Ia mengatakan, 2,5 juta ton produksi gula, dengan areal tebu 450 ribu hektar atau produktivitas gula sebesar 5,50 ton per hektar.

Target di tahun 2019-2020 adalah produksi meningkat 3,3 juta ton dengan areal tebu ditingkatkan menjadi 505 ribu hektar dan produktivitas 600 ton per hektar, sehingga untuk memenuhi 505 ribu memerlukan peningkatan area 55 ribu hektar, dengan asumsi setengah ton per hektar.

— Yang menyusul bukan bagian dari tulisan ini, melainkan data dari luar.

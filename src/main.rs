//! mintkit CLI
//!
//! Command-line interface for whitelist Merkle roots, inclusion proofs and
//! metadata provenance hashes.

use anyhow::Result;
use clap::Parser;
use tracing_subscriber::EnvFilter;

use mintkit::cli::{commands, Cli, CommandContext, Commands};

fn main() -> Result<()> {
    // Parse command line arguments
    let cli = Cli::parse();

    // Initialize logging; RUST_LOG wins over --verbose
    let default_level = if cli.verbose { "debug" } else { "warn" };
    tracing_subscriber::fmt()
        .with_env_filter(
            EnvFilter::try_from_default_env().unwrap_or_else(|_| EnvFilter::new(default_level)),
        )
        .with_writer(std::io::stderr)
        .init();

    if let Commands::Completion { shell } = cli.command {
        return commands::completion::execute(shell);
    }

    let ctx = CommandContext::from_cli(&cli)?;

    // Execute the command
    match cli.command {
        Commands::Whitelist(args) => commands::whitelist::execute(&ctx, args),
        Commands::Proof(args) => commands::proof::execute(&ctx, args),
        Commands::Verify(args) => commands::verify::execute(&ctx, args),
        Commands::Provenance(args) => commands::provenance::execute(&ctx, args),
        Commands::Completion { .. } => unreachable!("handled above"),
    }
}
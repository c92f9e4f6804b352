//! Layered configuration
//!
//! Looked up in order: an explicit `--config` path, `./mintkit.toml`,
//! `~/.mintkit/config.toml`, then built-in defaults.

use crate::core::error::{MintkitError, Result};
use crate::proofs::merkle::DEFAULT_PARALLEL_THRESHOLD;
use crate::provenance::DigestScheme;
use directories::UserDirs;
use serde::{Deserialize, Serialize};
use std::path::{Path, PathBuf};

/// Name of the per-project configuration file
pub const LOCAL_CONFIG_FILE: &str = "mintkit.toml";

/// Settings for every command
#[derive(Debug, Clone, PartialEq, Eq, Default, Serialize, Deserialize)]
#[serde(default)]
pub struct Settings {
    pub output: OutputConfig,
    pub whitelist: WhitelistConfig,
    pub proof: ProofConfig,
    pub provenance: ProvenanceConfig,
}

/// Where artifacts are written
#[derive(Debug, Clone, PartialEq, Eq, Default, Serialize, Deserialize)]
#[serde(default)]
pub struct OutputConfig {
    /// Directory for all artifacts (default: current directory)
    pub dir: Option<PathBuf>,
}

#[derive(Debug, Clone, PartialEq, Eq, Serialize, Deserialize)]
#[serde(default)]
pub struct WhitelistConfig {
    /// Raw root file
    pub root_file: String,
    /// Whitelist data record
    pub data_file: String,
    /// Level width at which tree hashing runs in parallel
    pub parallel_threshold: usize,
}

impl Default for WhitelistConfig {
    fn default() -> Self {
        Self {
            root_file: "merkle_root.txt".to_string(),
            data_file: "whitelist_data.json".to_string(),
            parallel_threshold: DEFAULT_PARALLEL_THRESHOLD,
        }
    }
}

#[derive(Debug, Clone, PartialEq, Eq, Serialize, Deserialize)]
#[serde(default)]
pub struct ProofConfig {
    pub file_prefix: String,
}

impl Default for ProofConfig {
    fn default() -> Self {
        Self {
            file_prefix: "proof_".to_string(),
        }
    }
}

#[derive(Debug, Clone, PartialEq, Eq, Serialize, Deserialize)]
#[serde(default)]
pub struct ProvenanceConfig {
    /// Extension of eligible metadata files, without the dot
    pub extension: String,
    pub hash_file: String,
    pub data_file: String,
    pub scheme: DigestScheme,
}

impl Default for ProvenanceConfig {
    fn default() -> Self {
        Self {
            extension: "json".to_string(),
            hash_file: "provenance.txt".to_string(),
            data_file: "provenance_data.json".to_string(),
            scheme: DigestScheme::Raw,
        }
    }
}

impl Settings {
    /// Load settings, preferring `explicit` when given (it must exist)
    pub fn load(explicit: Option<&Path>) -> Result<Self> {
        if let Some(path) = explicit {
            if !path.exists() {
                return Err(MintkitError::missing_artifact(path));
            }
            return Self::from_file(path);
        }

        for candidate in Self::search_paths() {
            if candidate.is_file() {
                return Self::from_file(&candidate);
            }
        }

        tracing::debug!("no configuration file found, using defaults");
        Ok(Self::default())
    }

    /// Parse a configuration file
    pub fn from_file(path: &Path) -> Result<Self> {
        let content = std::fs::read_to_string(path)?;
        let settings = Self::from_toml(&content).map_err(|e| {
            MintkitError::configuration(format!("{}: {}", path.display(), e))
        })?;
        tracing::debug!(path = %path.display(), "loaded configuration");
        Ok(settings)
    }

    /// Parse TOML; missing keys fall back to defaults
    pub fn from_toml(content: &str) -> Result<Self> {
        toml::from_str(content).map_err(|e| {
            MintkitError::configuration(format!("Failed to parse config: {}", e))
        })
    }

    /// Candidate configuration files, most specific first
    pub fn search_paths() -> Vec<PathBuf> {
        let mut paths = vec![PathBuf::from(LOCAL_CONFIG_FILE)];
        if let Some(user_dirs) = UserDirs::new() {
            paths.push(user_dirs.home_dir().join(".mintkit").join("config.toml"));
        }
        paths
    }

    /// Directory artifacts are written to and read from
    pub fn output_dir(&self) -> PathBuf {
        self.output.dir.clone().unwrap_or_else(|| PathBuf::from("."))
    }

    pub fn root_file_path(&self) -> PathBuf {
        self.output_dir().join(&self.whitelist.root_file)
    }

    pub fn whitelist_data_path(&self) -> PathBuf {
        self.output_dir().join(&self.whitelist.data_file)
    }

    pub fn provenance_hash_path(&self) -> PathBuf {
        self.output_dir().join(&self.provenance.hash_file)
    }

    pub fn provenance_data_path(&self) -> PathBuf {
        self.output_dir().join(&self.provenance.data_file)
    }
}
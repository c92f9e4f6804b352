//! mintkit - whitelist and provenance tooling for NFT mints
//!
//! mintkit covers the off-chain half of a whitelisted, provably fair mint:
//!
//! - **Whitelist Merkle root**: a binary keccak-256 tree over the addresses,
//!   with sorted-pair node hashing so proofs verify without position bits
//! - **Inclusion proofs**: sibling paths for single addresses, checked with
//!   the same fold an on-chain verifier performs
//! - **Provenance hash**: one SHA-256 commitment over a metadata directory,
//!   published before the sale to fix the reveal order
//!
//! # Example Usage
//!
//! ```rust
//! use mintkit::{Address, MerkleTree};
//!
//! let addresses = [
//!     Address::parse("0x1111111111111111111111111111111111111111")?,
//!     Address::parse("0x2222222222222222222222222222222222222222")?,
//!     Address::parse("0x3333333333333333333333333333333333333333")?,
//! ];
//! let tree = MerkleTree::from_addresses(&addresses)?;
//!
//! let leaf = addresses[2].leaf();
//! let proof = tree.prove(&leaf)?;
//! assert!(mintkit::verify(proof.siblings(), &leaf, &tree.root()));
//! # Ok::<(), mintkit::MintkitError>(())
//! ```

pub mod cli;
pub mod config;
pub mod core;
pub mod proofs;
pub mod provenance;
pub mod whitelist;

// Re-export commonly used types
pub use crate::core::{
    address::{encode_leaf, Address},
    error::{MintkitError, Result},
    types::{Hash, Leaf, Root},
};

pub use proofs::{
    merkle::MerkleTree,
    proof::{verify, Proof, ProofRecord},
};

pub use provenance::{provenance, DigestScheme, Provenance, ProvenanceRecord};

pub use whitelist::{Whitelist, WhitelistData};

/// Current version of mintkit
pub const VERSION: &str = env!("CARGO_PKG_VERSION");
use crate::cli::Cli;
use anyhow::Result;
use clap::CommandFactory;
use clap_complete::{generate, Shell};
use colored::Colorize;
use std::io;

const BIN_NAME: &str = "mintkit";

/// Generate shell completion scripts.
///
/// The script goes to stdout and installation hints to stderr, so
/// `mintkit completion bash > file` yields a clean script.
pub fn execute(shell: Shell) -> Result<()> {
    let mut cmd = Cli::command();
    generate(shell, &mut cmd, BIN_NAME, &mut io::stdout());

    eprintln!("\n{}", "Installation Instructions:".bold());
    match shell {
        Shell::Bash => {
            eprintln!("  Add the following to your ~/.bashrc or ~/.bash_profile:");
            eprintln!("  {}", "eval \"$(mintkit completion bash)\"".cyan());
        },
        Shell::Zsh => {
            eprintln!("  Save the script in your fpath:");
            eprintln!(
                "  {}",
                "mintkit completion zsh > ~/.local/share/zsh/site-functions/_mintkit".cyan()
            );
        },
        Shell::Fish => {
            eprintln!("  Save the completion script:");
            eprintln!(
                "  {}",
                "mintkit completion fish > ~/.config/fish/completions/mintkit.fish".cyan()
            );
        },
        Shell::PowerShell => {
            eprintln!("  Add the following to your PowerShell profile:");
            eprintln!(
                "  {}",
                "Invoke-Expression (& mintkit completion powershell)".cyan()
            );
        },
        _ => {
            eprintln!(
                "  Please refer to your shell's documentation for installing completion scripts."
            );
        },
    }

    Ok(())
}
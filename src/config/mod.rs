//! Configuration management for mintkit
//!
//! Output locations, file names and hashing options, read from
//! `mintkit.toml` or `~/.mintkit/config.toml`.

pub mod settings;

// Re-export commonly used items
pub use settings::{
    OutputConfig, ProofConfig, ProvenanceConfig, Settings, WhitelistConfig, LOCAL_CONFIG_FILE,
};
//! Proof verification and the persisted proof record

use crate::core::error::{MintkitError, Result};
use crate::core::hash::hash_sorted_pair;
use crate::core::types::{Hash, Leaf, Root};
use crate::core::Address;
use crate::whitelist::WhitelistData;
use chrono::{SecondsFormat, Utc};
use serde::{Deserialize, Serialize};

/// Sibling hashes from leaf to root; apply them in that order
#[derive(Debug, Clone, Default, PartialEq, Eq, Serialize, Deserialize)]
#[serde(transparent)]
pub struct Proof {
    siblings: Vec<Hash>,
}

impl Proof {
    pub fn new(siblings: Vec<Hash>) -> Self {
        Self { siblings }
    }

    pub fn siblings(&self) -> &[Hash] {
        &self.siblings
    }

    pub fn len(&self) -> usize {
        self.siblings.len()
    }

    pub fn is_empty(&self) -> bool {
        self.siblings.is_empty()
    }

    /// Check this proof links `leaf` to `root`
    pub fn verify(&self, leaf: &Leaf, root: &Root) -> bool {
        verify(&self.siblings, leaf, root)
    }

    /// `0x`-prefixed hex of every sibling, in order
    pub fn to_hex_strings(&self) -> Vec<String> {
        self.siblings.iter().map(Hash::to_prefixed_hex).collect()
    }
}

impl From<Vec<Hash>> for Proof {
    fn from(siblings: Vec<Hash>) -> Self {
        Self::new(siblings)
    }
}

/// Fold `proof` over `leaf` with sorted-pair hashing and compare with `root`.
///
/// Pure and total: a proof of the wrong length or content just yields `false`.
pub fn verify(proof: &[Hash], leaf: &Leaf, root: &Root) -> bool {
    let computed = proof
        .iter()
        .fold(*leaf, |node, sibling| hash_sorted_pair(&node, sibling));
    computed == *root
}

/// Proof output file: `proof_<first 6 hex digits>.json`
#[derive(Debug, Clone, PartialEq, Eq, Serialize, Deserialize)]
#[serde(rename_all = "camelCase")]
pub struct ProofRecord {
    pub address: Address,
    pub proof: Proof,
    pub merkle_root: Root,
    pub verified: bool,
    pub generated_at: String,
}

impl ProofRecord {
    /// Generate a proof for `address` from persisted whitelist data.
    ///
    /// The tree is rebuilt from the address list and checked against the
    /// recorded root before the proof is produced, then the proof is verified
    /// once more as a sanity check.
    pub fn generate(data: &WhitelistData, address: &Address) -> Result<Self> {
        if !data.contains(address) {
            return Err(MintkitError::leaf_not_found(address.canonical()));
        }

        let tree = data.rebuild_tree()?;
        let leaf = address.leaf();
        let proof = tree.prove(&leaf)?;
        let verified = proof.verify(&leaf, &tree.root());

        tracing::info!(
            address = %address,
            siblings = proof.len(),
            verified,
            "generated proof"
        );

        Ok(Self {
            address: *address,
            proof,
            merkle_root: tree.root(),
            verified,
            generated_at: Utc::now().to_rfc3339_opts(SecondsFormat::Millis, true),
        })
    }

    /// Verify against the recorded root
    pub fn verify(&self) -> bool {
        self.verify_against(&self.merkle_root)
    }

    /// Verify against an externally supplied root (e.g. the one on-chain)
    pub fn verify_against(&self, root: &Root) -> bool {
        self.proof.verify(&self.address.leaf(), root)
    }

    /// File name the proof is saved under: `<prefix><hex digits 0..6>.json`
    pub fn file_name(&self, prefix: &str) -> String {
        let canonical = self.address.canonical();
        format!("{}{}.json", prefix, &canonical[2..8])
    }
}
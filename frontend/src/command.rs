//! Process-backed front-end.
//!
//! Runs an external compiler executable once per parse. The document bytes
//! are written to the child's stdin; every stdout line that parses as a
//! [`ReportLine`] is forwarded to the error sink. Anything else on stdout is
//! ignored, and the exit status is not interpreted.

use std::io::{self, Write};
use std::path::{Path, PathBuf};
use std::process::{Command, Output, Stdio};

use serde::Deserialize;
use thiserror::Error;

use crate::parser::{FrontEnd, ParseContext};
use crate::sink::ErrorSink;

/// Argument placeholder replaced with the document's file name.
const FILE_PLACEHOLDER: &str = "{file}";

/// Configuration for the external front-end command.
#[derive(Debug, Clone, Deserialize)]
pub struct FrontEndConfig {
    /// Executable name or path (e.g. "fut").
    pub command: String,
    /// Arguments; `{file}` is replaced with the document's file name.
    #[serde(default)]
    pub args: Vec<String>,
}

#[derive(Debug, Error)]
pub enum FrontEndError {
    #[error("front-end command `{command}` not found in PATH")]
    NotFound {
        command: String,
        #[source]
        source: which::Error,
    },
}

/// One error reported by the external front-end, one JSON object per line.
#[derive(Debug, Clone, PartialEq, Eq, Deserialize)]
#[serde(rename_all = "camelCase")]
pub struct ReportLine {
    pub filename: String,
    pub start_line: u32,
    pub start_column: u32,
    pub end_line: u32,
    pub end_column: u32,
    pub message: String,
}

impl ReportLine {
    /// Parse a stdout line. Returns `None` for blank or non-report lines.
    #[must_use]
    pub fn parse(line: &str) -> Option<Self> {
        let line = line.trim();
        if !line.starts_with('{') {
            return None;
        }
        serde_json::from_str(line).ok()
    }

    pub fn forward(&self, sink: &mut dyn ErrorSink) {
        sink.report(
            &self.filename,
            self.start_line,
            self.start_column,
            self.end_line,
            self.end_column,
            &self.message,
        );
    }
}

/// The shared system of a [`CommandFrontEnd`]: the resolved compiler.
///
/// Built-in symbols live inside the external compiler; the session-side state
/// is the executable every parse runs and a count of parses attached so far.
#[derive(Debug, Clone)]
pub struct Toolchain {
    program: PathBuf,
    parses: u64,
}

impl Toolchain {
    #[must_use]
    pub fn program(&self) -> &Path {
        &self.program
    }

    /// Number of parses run against this toolchain.
    #[must_use]
    pub fn parses(&self) -> u64 {
        self.parses
    }
}

/// Front-end backed by an external compiler process.
#[derive(Debug, Clone)]
pub struct CommandFrontEnd {
    program: PathBuf,
    args: Vec<String>,
}

impl CommandFrontEnd {
    /// Resolve the configured command on `PATH`.
    pub fn new(config: &FrontEndConfig) -> Result<Self, FrontEndError> {
        let program = which::which(&config.command).map_err(|source| FrontEndError::NotFound {
            command: config.command.clone(),
            source,
        })?;
        tracing::debug!(program = %program.display(), "Resolved front-end command");
        Ok(Self::from_program(program, config.args.clone()))
    }

    /// Use an already-resolved executable.
    #[must_use]
    pub fn from_program(program: PathBuf, args: Vec<String>) -> Self {
        Self { program, args }
    }

    fn run(&self, program: &Path, filename: &str, input: &[u8]) -> io::Result<Output> {
        let mut child = Command::new(program)
            .args(
                self.args
                    .iter()
                    .map(|arg| arg.replace(FILE_PLACEHOLDER, filename)),
            )
            .stdin(Stdio::piped())
            .stdout(Stdio::piped())
            .stderr(Stdio::null())
            .spawn()?;

        let mut stdin = child
            .stdin
            .take()
            .ok_or_else(|| io::Error::other("no stdin from child"))?;

        // Feed stdin from a second thread so a chatty child cannot deadlock
        // against a full stdout pipe.
        std::thread::scope(|scope| {
            let writer = scope.spawn(move || stdin.write_all(input));
            let output = child.wait_with_output()?;
            match writer.join() {
                Ok(Ok(())) => {}
                // The child may legitimately exit without reading its input.
                Ok(Err(e)) if e.kind() == io::ErrorKind::BrokenPipe => {}
                Ok(Err(e)) => return Err(e),
                Err(_) => return Err(io::Error::other("stdin writer panicked")),
            }
            Ok(output)
        })
    }
}

impl FrontEnd for CommandFrontEnd {
    type System = Toolchain;
    type Program = ();

    fn new_system(&self) -> Toolchain {
        Toolchain {
            program: self.program.clone(),
            parses: 0,
        }
    }

    fn new_program(&self) {}

    fn parse(
        &self,
        context: &mut ParseContext<'_, Toolchain, ()>,
        sink: &mut dyn ErrorSink,
        filename: &str,
        input: &[u8],
    ) {
        let toolchain = context.system_mut();
        toolchain.parses += 1;

        let output = match self.run(&toolchain.program, filename, input) {
            Ok(output) => output,
            Err(e) => {
                tracing::warn!(
                    program = %toolchain.program.display(),
                    file = filename,
                    "Front-end command failed to run: {e}"
                );
                return;
            }
        };

        if !output.status.success() {
            tracing::trace!(status = %output.status, file = filename, "Front-end exited");
        }

        let stdout = String::from_utf8_lossy(&output.stdout);
        let mut reported = 0usize;
        for line in stdout.lines() {
            match ReportLine::parse(line) {
                Some(report) => {
                    report.forward(sink);
                    reported += 1;
                }
                None => tracing::trace!(line, "Ignoring front-end output line"),
            }
        }
        tracing::debug!(file = filename, reported, "Front-end parse finished");
    }
}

Masalah-masalah dalam melaksanakan perluasan area dan peningkatan produktivitas gula diantaranya adalah perubahan iklim bergesernya lahan subur ke lahan kering, sehingga produktivitas langsung merosot.

Sementara, permasalahan di luar Jawa adalah tata guna lahan sangat komplek; petani belum biasa dengan pertanian tebu; terkait masalah keamanan dan infrastruktur.

Solusi yang ditawarkan atas persoalan tersebut adalah untuk di daerah lahan kering, ke depan akan membangun irigasi dan sumur dalam.

Terkait tanah, menurutnya harus ada rekayasa teknis, sehingga perlu bimbingan teknis, tetapi peran penyuluh sangat minim. Sementara, terkait tenaga kerja yang langka, petani harus lakukan re-grouping mekanisasi kelompok hamparan.

Sementara itu, Dr. Purwono mengatakan cara meningkatkan pendapatan petani bisa dengan memperbaiki produktivitas dan mutu tebu.

Yang perlu dilakukan adalah program bongkar ratoon, sehingga dicapai proporsi tanaman, juga dengan penataan varietas , benih bermutu dengan jumlah dan harga yang wajar, pemupukan dan pengelolaan limbah kebun dan pabrik.

Selain itu, peningkatan pendapatan petani menata tata niaga gula dan kebijakan yang memihak pada petani, pemanfaatan sumberdaya air untuk pola tanam, manajemen tebang dan penggunaan mekanisasi sesuai dengan kondisi wilayah.

Dalam rekomendasi kebijakan diperlukan komitmen pemerintah untuk meningkatkan produktivitas dan mutu tebu petani agar petani tetap menanam tebu dengan baik.

Diusulkan pula penataan pabrik gula BUMN sangat strategis karena akan berdampak pada pendapatan petani tebu.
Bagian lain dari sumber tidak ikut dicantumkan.